I agree with Mr. Kinyua that the rubric "other proceeding" in 0.53 r.2 includes warrants that may be issued in the process of executing the Decree or orders of the court. Indeed under 0.53 r.7 it is mandatory for the Applicant to lodge with the court and verify by affidavit, a copy of the document sought to be quashed and that includes "Warrant". That would be at a time unspecified before the hearing of the Notice of Motion, which stage has yet to be reached. But it seems to me that the "Warrants of Attachment" in a civil matter may only be challenged if in themselves they were issued contrary to the law or in breach of procedure relating to execution. Although there is no copy annexed with the application for leave to show the "Warrants of Attachment" which are attacked, there is no challenge, as far as I can see, that they were, in themselves, defective. The challenge, if I understand it, is that the warrants, which would otherwise be valid, were issued persuant to "proceedings, Rulings, Judgments and Orders" which were themselves bad in law. But the forum for deciding the latter issue was blown by the Applicant because he did not come to court in accordance with the law, as he was time-barred. For all intents and purposes therefore the Chief Magistrate's Judgments and Decrees are valid and enforceable. A decree-holder has a right to enjoy the fruits of his judgment unless there is a compelling reason to deprive him of that right, and the reason must be lawful. Mr. Kinyua was unable to say what would happen to such lawful judgments (lawful in the sense that they remain unchallenged) if the warrants were quashed and the Decrees remain in limbo.

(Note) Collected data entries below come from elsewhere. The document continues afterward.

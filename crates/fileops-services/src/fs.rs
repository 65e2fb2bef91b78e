//! Filesystem collaborator — how the server opens, sizes and reads files.
//!
//! The registry only talks to these traits, so tests can substitute a
//! filesystem that fails or stalls on demand.

use std::fmt;
use std::fs::File;
use std::io;
use std::path::{Path, PathBuf};
use std::sync::Arc;

use fileops_core::FileOpsError;

/// An open, readable file. Reads are positioned and never move a shared cursor.
pub trait OpenFile: Send + Sync + fmt::Debug {
    fn size(&self) -> io::Result<u64>;

    /// Read into `buf` starting at `offset`. May return fewer bytes than
    /// `buf.len()`; 0 means end of file.
    fn read_at(&self, buf: &mut [u8], offset: u64) -> io::Result<usize>;
}

pub trait FileSystem: Send + Sync {
    fn open_for_read(&self, path: &str) -> Result<Arc<dyn OpenFile>, FileOpsError>;
}

/// Local disk, optionally confined to a root directory.
#[derive(Debug, Clone, Default)]
pub struct LocalFileSystem {
    root: Option<PathBuf>,
}

impl LocalFileSystem {
    /// Serve any path the process can open.
    pub fn unconfined() -> Self {
        Self { root: None }
    }

    /// Serve only paths under `root`. Absolute request paths are taken as
    /// relative to it.
    pub fn confined(root: &Path) -> io::Result<Self> {
        Ok(Self {
            root: Some(root.canonicalize()?),
        })
    }

    pub fn root(&self) -> Option<&Path> {
        self.root.as_deref()
    }

    fn resolve(&self, path: &str) -> Result<PathBuf, FileOpsError> {
        let Some(root) = &self.root else {
            return Ok(PathBuf::from(path));
        };

        let relative = Path::new(path.trim_start_matches('/'));
        let canonical = root
            .join(relative)
            .canonicalize()
            .map_err(|e| FileOpsError::from_io(path, None, &e))?;

        if canonical.starts_with(root) {
            Ok(canonical)
        } else {
            tracing::warn!(path, resolved = %canonical.display(), "path escapes root directory");
            Err(FileOpsError::PermissionDenied {
                path: path.to_string(),
            })
        }
    }
}

impl FileSystem for LocalFileSystem {
    fn open_for_read(&self, path: &str) -> Result<Arc<dyn OpenFile>, FileOpsError> {
        let resolved = self.resolve(path)?;
        let file = File::open(&resolved).map_err(|e| FileOpsError::from_io(path, None, &e))?;
        if file
            .metadata()
            .map_err(|e| FileOpsError::from_io(path, None, &e))?
            .is_dir()
        {
            return Err(FileOpsError::Io {
                path: path.to_string(),
                offset: None,
                message: "is a directory".into(),
            });
        }
        Ok(Arc::new(LocalFile { file }))
    }
}

#[derive(Debug)]
struct LocalFile {
    file: File,
}

impl OpenFile for LocalFile {
    fn size(&self) -> io::Result<u64> {
        Ok(self.file.metadata()?.len())
    }

    #[cfg(unix)]
    fn read_at(&self, buf: &mut [u8], offset: u64) -> io::Result<usize> {
        use std::os::unix::fs::FileExt;
        self.file.read_at(buf, offset)
    }

    #[cfg(windows)]
    fn read_at(&self, buf: &mut [u8], offset: u64) -> io::Result<usize> {
        use std::os::windows::fs::FileExt;
        self.file.seek_read(buf, offset)
    }
}
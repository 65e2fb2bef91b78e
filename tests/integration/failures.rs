use std::sync::Arc;
use std::time::Duration;

use tokio_util::sync::CancellationToken;

use fileops_client::{run_transfer, FileOpsClient, TransferRequest};
use fileops_core::partition::ReadRange;
use fileops_core::wire::{CodecId, MAX_BLOCK_SIZE};
use fileops_core::{ErrorKind, FileOpsError, NoopObserver, TransferMode};
use fileops_services::{LocalFileSystem, SessionStatus};

use crate::*;

#[tokio::test]
async fn mid_stream_failure_ends_with_exactly_one_error() {
    let ts = TestServer::start_with(|_| Arc::new(FaultyFs::failing_at(600)), false).await;
    let path = ts.write_file("data.bin", 1000);
    let mut client = ts.client(CodecId::Binary).await;
    client.open(&path).await.unwrap();

    let range = ReadRange::new(0, 1000, 300).unwrap();
    let mut stream = client.stream_read(&path, &range).await.unwrap();

    let mut offsets = Vec::new();
    let mut errors = Vec::new();
    while let Some(item) = stream.next().await {
        match item {
            Ok(chunk) => {
                assert!(errors.is_empty(), "chunk after the error");
                offsets.push(chunk.offset);
            }
            Err(e) => errors.push(e),
        }
    }

    assert_eq!(offsets, vec![0, 300]);
    assert_eq!(errors.len(), 1);
    assert_eq!(errors[0].kind(), ErrorKind::Io);
    assert_eq!(errors[0].offset(), Some(600));
    assert_eq!(errors[0].path(), Some(path.as_str()));

    // The connection is still usable afterwards.
    drop(stream);
    assert_eq!(client.size(&path).await.unwrap(), 1000);
}

#[tokio::test]
async fn failed_transfer_keeps_partial_report_and_closes() {
    let ts = TestServer::start_with(|_| Arc::new(FaultyFs::failing_at(600)), false).await;
    let path = ts.write_file("data.bin", 1000);
    let mut client = ts.client(CodecId::Json).await;

    for mode in [TransferMode::Unary, TransferMode::Streaming] {
        let req = TransferRequest::new(&path, 300, mode);
        let failure = run_transfer(&mut client, &req, &NoopObserver).await.unwrap_err();

        assert_eq!(failure.error.kind(), ErrorKind::Io, "{mode}");
        assert_eq!(failure.report.stats.count, 2, "{mode}");
        assert_eq!(failure.report.bytes, 600, "{mode}");
        assert_eq!(ts.server.registry.snapshot()[0].status, SessionStatus::Closed, "{mode}");
    }
}

#[tokio::test]
async fn missing_file_transfer_reports_nothing_moved() {
    let ts = TestServer::start().await;
    let mut client = ts.client(CodecId::Binary).await;

    let req = TransferRequest::new("/no/such/file.bin", 300, TransferMode::Streaming);
    let failure = run_transfer(&mut client, &req, &NoopObserver).await.unwrap_err();

    assert_eq!(failure.error.kind(), ErrorKind::NotFound);
    assert_eq!(failure.report.stats.count, 0);
    assert_eq!(failure.report.stats.average(), None);
}

#[tokio::test]
async fn bad_block_sizes_are_protocol_errors() {
    let ts = TestServer::start().await;
    let path = ts.write_file("data.bin", 100);
    let mut client = ts.client(CodecId::Binary).await;
    client.open(&path).await.unwrap();

    let zero = client.read_block(&path, 0, 0).await.unwrap_err();
    assert_eq!(zero.kind(), ErrorKind::Protocol);

    let huge = client.read_block(&path, 0, MAX_BLOCK_SIZE + 1).await.unwrap_err();
    assert_eq!(huge.kind(), ErrorKind::Protocol);

    // Still serving after rejecting both.
    assert_eq!(client.read_block(&path, 0, 10).await.unwrap().len(), 10);
}

#[tokio::test]
async fn confined_server_refuses_paths_outside_root() {
    let ts = TestServer::start_with(
        |dir| {
            std::fs::create_dir(dir.path().join("root")).unwrap();
            Arc::new(LocalFileSystem::confined(&dir.path().join("root")).unwrap())
        },
        false,
    )
    .await;
    ts.write_file("outside.bin", 10);
    ts.write_file("root/inside.bin", 10);
    let mut client = ts.client(CodecId::Binary).await;

    let err = client.open("../outside.bin").await.unwrap_err();
    assert_eq!(err.kind(), ErrorKind::PermissionDenied);

    client.open("/inside.bin").await.unwrap();
    assert_eq!(client.size("/inside.bin").await.unwrap(), 10);
}

async fn slow_transfer(mode: TransferMode) -> (TestServer, Result<(), FileOpsError>, u64) {
    let ts = TestServer::start_with(|_| Arc::new(FaultyFs::slow(Duration::from_millis(10))), false).await;
    let path = ts.write_file("data.bin", 100 * 100);

    let cancel = CancellationToken::new();
    let mut client: FileOpsClient = ts.client(CodecId::Binary).await.with_cancellation(cancel.clone());

    tokio::spawn(async move {
        tokio::time::sleep(Duration::from_millis(150)).await;
        cancel.cancel();
    });

    let req = TransferRequest::new(&path, 100, mode);
    match run_transfer(&mut client, &req, &NoopObserver).await {
        Ok(outcome) => (ts, Ok(()), outcome.report.stats.count),
        Err(failure) => (ts, Err(failure.error), failure.report.stats.count),
    }
}

#[tokio::test]
async fn cancelling_a_stream_stops_it_and_closes_the_session() {
    let (ts, result, blocks) = slow_transfer(TransferMode::Streaming).await;

    assert_eq!(result, Err(FileOpsError::Cancelled));
    assert!(blocks < 100, "cancel arrived after {blocks} blocks");

    let registry = ts.server.registry.clone();
    assert!(eventually(Duration::from_secs(5), || registry.open_count() == 0).await);
}

#[tokio::test]
async fn cancelling_unary_reads_stops_them() {
    let (ts, result, blocks) = slow_transfer(TransferMode::Unary).await;

    assert_eq!(result, Err(FileOpsError::Cancelled));
    assert!(blocks < 100, "cancel arrived after {blocks} blocks");

    let registry = ts.server.registry.clone();
    assert!(eventually(Duration::from_secs(5), || registry.open_count() == 0).await);
}

#[tokio::test]
async fn cancelling_during_open_still_closes_the_session() {
    let ts = TestServer::start_with(|_| Arc::new(FaultyFs::slow_open(Duration::from_millis(200))), false).await;
    let path = ts.write_file("data.bin", 1000);

    let cancel = CancellationToken::new();
    let mut client = ts.client(CodecId::Binary).await.with_cancellation(cancel.clone());
    tokio::spawn(async move {
        tokio::time::sleep(Duration::from_millis(50)).await;
        cancel.cancel();
    });

    let req = TransferRequest::new(&path, 100, TransferMode::Streaming);
    let failure = run_transfer(&mut client, &req, &NoopObserver).await.unwrap_err();
    assert_eq!(failure.error, FileOpsError::Cancelled);
    assert_eq!(failure.report.stats.count, 0);

    // The client is still connected, so nothing but its own close can have
    // released the session.
    let registry = ts.server.registry.clone();
    assert!(eventually(Duration::from_secs(5), || registry.open_count() == 0).await);
    assert_eq!(registry.snapshot()[0].status, SessionStatus::Closed);
    assert_eq!(client.close(&path).await, Ok(()));
}

#[tokio::test]
async fn slow_open_does_not_stall_other_connections() {
    let ts = TestServer::start_with(|_| Arc::new(FaultyFs::slow_open(Duration::from_millis(300))), false).await;
    let path = ts.write_file("data.bin", 10);

    let mut slow = ts.client(CodecId::Binary).await;
    let opening = tokio::spawn(async move { slow.open(&path).await });
    tokio::time::sleep(Duration::from_millis(20)).await;

    let mut other = ts.client(CodecId::Json).await;
    let started = std::time::Instant::now();
    other.close("/unrelated.bin").await.unwrap();
    let elapsed = started.elapsed();
    assert!(elapsed < Duration::from_millis(200), "close waited {elapsed:?} behind an open");

    assert!(opening.await.unwrap().is_ok());
}
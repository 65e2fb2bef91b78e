//! Protocol-level errors shared by server and client.
//!
//! Every failure a caller can observe maps to exactly one [`ErrorKind`].
//! The kind byte travels on the wire inside an error response, so the
//! client reconstructs the same variant the server produced.

use serde::{Deserialize, Serialize};

use crate::wire::WireError;

/// Wire-stable error classification.
#[derive(Debug, Clone, Copy, PartialEq, Eq, Hash, Serialize, Deserialize)]
#[repr(u8)]
pub enum ErrorKind {
    NotFound = 0x01,
    PermissionDenied = 0x02,
    Io = 0x03,
    InvalidState = 0x04,
    Protocol = 0x05,
    Cancelled = 0x06,
}

impl TryFrom<u8> for ErrorKind {
    type Error = WireError;

    fn try_from(value: u8) -> Result<Self, Self::Error> {
        match value {
            0x01 => Ok(ErrorKind::NotFound),
            0x02 => Ok(ErrorKind::PermissionDenied),
            0x03 => Ok(ErrorKind::Io),
            0x04 => Ok(ErrorKind::InvalidState),
            0x05 => Ok(ErrorKind::Protocol),
            0x06 => Ok(ErrorKind::Cancelled),
            other => Err(WireError::UnknownErrorKind(other)),
        }
    }
}

impl From<ErrorKind> for u8 {
    fn from(k: ErrorKind) -> u8 {
        k as u8
    }
}

#[derive(Debug, Clone, PartialEq, Eq, thiserror::Error)]
pub enum FileOpsError {
    #[error("{path}: not found")]
    NotFound { path: String },

    #[error("{path}: permission denied")]
    PermissionDenied { path: String },

    #[error("{path}: i/o error{}: {message}", at_offset(.offset))]
    Io {
        path: String,
        offset: Option<u64>,
        message: String,
    },

    #[error("{path}: session is {state}")]
    InvalidState { path: String, state: String },

    #[error("protocol error: {0}")]
    Protocol(String),

    #[error("transfer cancelled")]
    Cancelled,
}

fn at_offset(offset: &Option<u64>) -> String {
    match offset {
        Some(o) => format!(" at offset {o}"),
        None => String::new(),
    }
}

impl FileOpsError {
    pub fn kind(&self) -> ErrorKind {
        match self {
            FileOpsError::NotFound { .. } => ErrorKind::NotFound,
            FileOpsError::PermissionDenied { .. } => ErrorKind::PermissionDenied,
            FileOpsError::Io { .. } => ErrorKind::Io,
            FileOpsError::InvalidState { .. } => ErrorKind::InvalidState,
            FileOpsError::Protocol(_) => ErrorKind::Protocol,
            FileOpsError::Cancelled => ErrorKind::Cancelled,
        }
    }

    pub fn not_found(path: impl Into<String>) -> Self {
        FileOpsError::NotFound { path: path.into() }
    }

    pub fn protocol(message: impl Into<String>) -> Self {
        FileOpsError::Protocol(message.into())
    }

    /// Classify a filesystem failure. Missing files and permission problems
    /// keep their own kinds; everything else is an I/O error at `offset`.
    pub fn from_io(path: impl Into<String>, offset: Option<u64>, err: &std::io::Error) -> Self {
        let path = path.into();
        match err.kind() {
            std::io::ErrorKind::NotFound => FileOpsError::NotFound { path },
            std::io::ErrorKind::PermissionDenied => FileOpsError::PermissionDenied { path },
            _ => FileOpsError::Io {
                path,
                offset,
                message: err.to_string(),
            },
        }
    }

    /// Path the failure is attached to, when there is one.
    pub fn path(&self) -> Option<&str> {
        match self {
            FileOpsError::NotFound { path }
            | FileOpsError::PermissionDenied { path }
            | FileOpsError::Io { path, .. }
            | FileOpsError::InvalidState { path, .. } => Some(path),
            FileOpsError::Protocol(_) | FileOpsError::Cancelled => None,
        }
    }

    pub fn offset(&self) -> Option<u64> {
        match self {
            FileOpsError::Io { offset, .. } => *offset,
            _ => None,
        }
    }
}

impl From<WireError> for FileOpsError {
    fn from(e: WireError) -> Self {
        FileOpsError::Protocol(e.to_string())
    }
}
//! Whole-range transfers: open, size, partition, move the blocks, close.

use fileops_core::config::ClientConfig;
use fileops_core::partition::ReadRange;
use fileops_core::{FileOpsError, LatencyRecorder, TransferMode, TransferObserver, TransferReport};

use crate::client::FileOpsClient;

/// What to read and how.
#[derive(Debug, Clone, PartialEq, Eq)]
pub struct TransferRequest {
    pub path: String,
    pub offset: u64,
    /// `None` reads from `offset` to the end of the file.
    pub size: Option<u64>,
    pub block_size: u64,
    pub mode: TransferMode,
    /// Keep the received bytes in the outcome.
    pub keep_data: bool,
}

impl TransferRequest {
    pub fn new(path: impl Into<String>, block_size: u64, mode: TransferMode) -> Self {
        Self {
            path: path.into(),
            offset: 0,
            size: None,
            block_size,
            mode,
            keep_data: false,
        }
    }
}

impl From<&ClientConfig> for TransferRequest {
    fn from(config: &ClientConfig) -> Self {
        Self {
            path: config.path.clone(),
            offset: config.offset,
            size: config.requested_size(),
            block_size: config.block_size,
            mode: if config.stream {
                TransferMode::Streaming
            } else {
                TransferMode::Unary
            },
            keep_data: false,
        }
    }
}

#[derive(Debug, Clone)]
pub struct TransferOutcome {
    pub session_id: u64,
    pub range: ReadRange,
    pub report: TransferReport,
    /// Received bytes in offset order, when `keep_data` was set.
    pub data: Option<Vec<u8>>,
}

/// A transfer that stopped early, with what it measured up to that point.
#[derive(Debug, Clone, thiserror::Error)]
#[error("{error}")]
pub struct TransferFailure {
    pub error: FileOpsError,
    pub report: TransferReport,
}

/// Run one transfer over `client`.
///
/// The session is closed on every path out once it has been opened,
/// including failure and cancellation. Cancellation comes from the
/// client's token.
pub async fn run_transfer(
    client: &mut FileOpsClient,
    request: &TransferRequest,
    observer: &dyn TransferObserver,
) -> Result<TransferOutcome, TransferFailure> {
    let mut recorder = LatencyRecorder::new();
    let path = request.path.as_str();

    let session_id = match client.open(path).await {
        Ok(id) => id,
        Err(error) => return Err(fail(observer, path, error, &recorder)),
    };

    let mut data = request.keep_data.then(Vec::new);
    let result = transfer_range(client, request, observer, &mut recorder, data.as_mut()).await;

    if let Err(e) = client.close(path).await {
        tracing::warn!(path, error = %e, "close after transfer failed");
    }

    match result {
        Ok(range) => {
            let report = recorder.finish();
            observer.on_finish(path, &report);
            Ok(TransferOutcome {
                session_id,
                range,
                report,
                data,
            })
        }
        Err(error) => Err(fail(observer, path, error, &recorder)),
    }
}

fn fail(
    observer: &dyn TransferObserver,
    path: &str,
    error: FileOpsError,
    recorder: &LatencyRecorder,
) -> TransferFailure {
    let report = recorder.snapshot();
    observer.on_error(path, &error, &report);
    TransferFailure { error, report }
}

async fn transfer_range(
    client: &mut FileOpsClient,
    request: &TransferRequest,
    observer: &dyn TransferObserver,
    recorder: &mut LatencyRecorder,
    mut data: Option<&mut Vec<u8>>,
) -> Result<ReadRange, FileOpsError> {
    let path = request.path.as_str();
    let size = match request.size {
        Some(size) => size,
        None => client.size(path).await?.saturating_sub(request.offset),
    };
    let range = ReadRange::new(request.offset, size, request.block_size)?;
    observer.on_start(path, &range, request.mode);

    match request.mode {
        TransferMode::Unary => {
            for block in range.blocks() {
                let (result, elapsed) = recorder
                    .time(client.read_block(path, block.offset, block.length))
                    .await;
                let bytes = result?;
                check_length(path, block.offset, block.length, bytes.len())?;

                recorder.record(elapsed, bytes.len() as u64);
                observer.on_block(path, &block, bytes.len(), elapsed);
                if let Some(buf) = data.as_deref_mut() {
                    buf.extend_from_slice(&bytes);
                }
            }
        }
        TransferMode::Streaming => {
            let mut expected = range.blocks();
            let mut stream = client.stream_read(path, &range).await?;
            loop {
                let (next, elapsed) = recorder.time(stream.next()).await;
                let chunk = match next {
                    Some(Ok(chunk)) => chunk,
                    Some(Err(FileOpsError::Cancelled)) if !stream.is_done() => {
                        stream.cancel().await?;
                        return Err(FileOpsError::Cancelled);
                    }
                    Some(Err(e)) => return Err(e),
                    None => break,
                };

                let Some(block) = expected.next() else {
                    stream.cancel().await?;
                    return Err(FileOpsError::protocol(format!(
                        "chunk at {} beyond the requested range",
                        chunk.offset
                    )));
                };
                if chunk.offset != block.offset {
                    stream.cancel().await?;
                    return Err(FileOpsError::protocol(format!(
                        "chunk at {} where block {} was expected",
                        chunk.offset, block.offset
                    )));
                }
                if let Err(e) = check_length(path, block.offset, block.length, chunk.data.len()) {
                    stream.cancel().await?;
                    return Err(e);
                }

                recorder.record(elapsed, chunk.data.len() as u64);
                observer.on_block(path, &block, chunk.data.len(), elapsed);
                if let Some(buf) = data.as_deref_mut() {
                    buf.extend_from_slice(&chunk.data);
                }
            }

            let missing = expected.len();
            if missing > 0 {
                return Err(FileOpsError::protocol(format!(
                    "stream ended with {missing} block(s) outstanding"
                )));
            }
        }
    }
    Ok(range)
}

fn check_length(path: &str, offset: u64, expected: u64, got: usize) -> Result<(), FileOpsError> {
    if got as u64 > expected {
        return Err(FileOpsError::protocol(format!(
            "{path}: block at {offset} returned {got} bytes, asked for {expected}"
        )));
    }
    if (got as u64) < expected {
        tracing::debug!(path, offset, expected, got, "short block, file ended early");
    }
    Ok(())
}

Orders for Judicial Review are discretionary and the court would look with disfavor at a party who comes to court in a manner to suggest that he was attempting to circumvent the provisions of the law. Whatever the merits of the Applicant's case it behoved him to come to court within the time allowed by the law failing which he would face the consequences, however unpalatable. They are self-inflicted.
On this issue therefore I would, in my judgment, find that the application for leave was made in abuse of the court process and. I would set aside the order for grant of leave of that ground also.The upshot is that the chamber summons dated 24.6.98 granted with costs to the Applicant.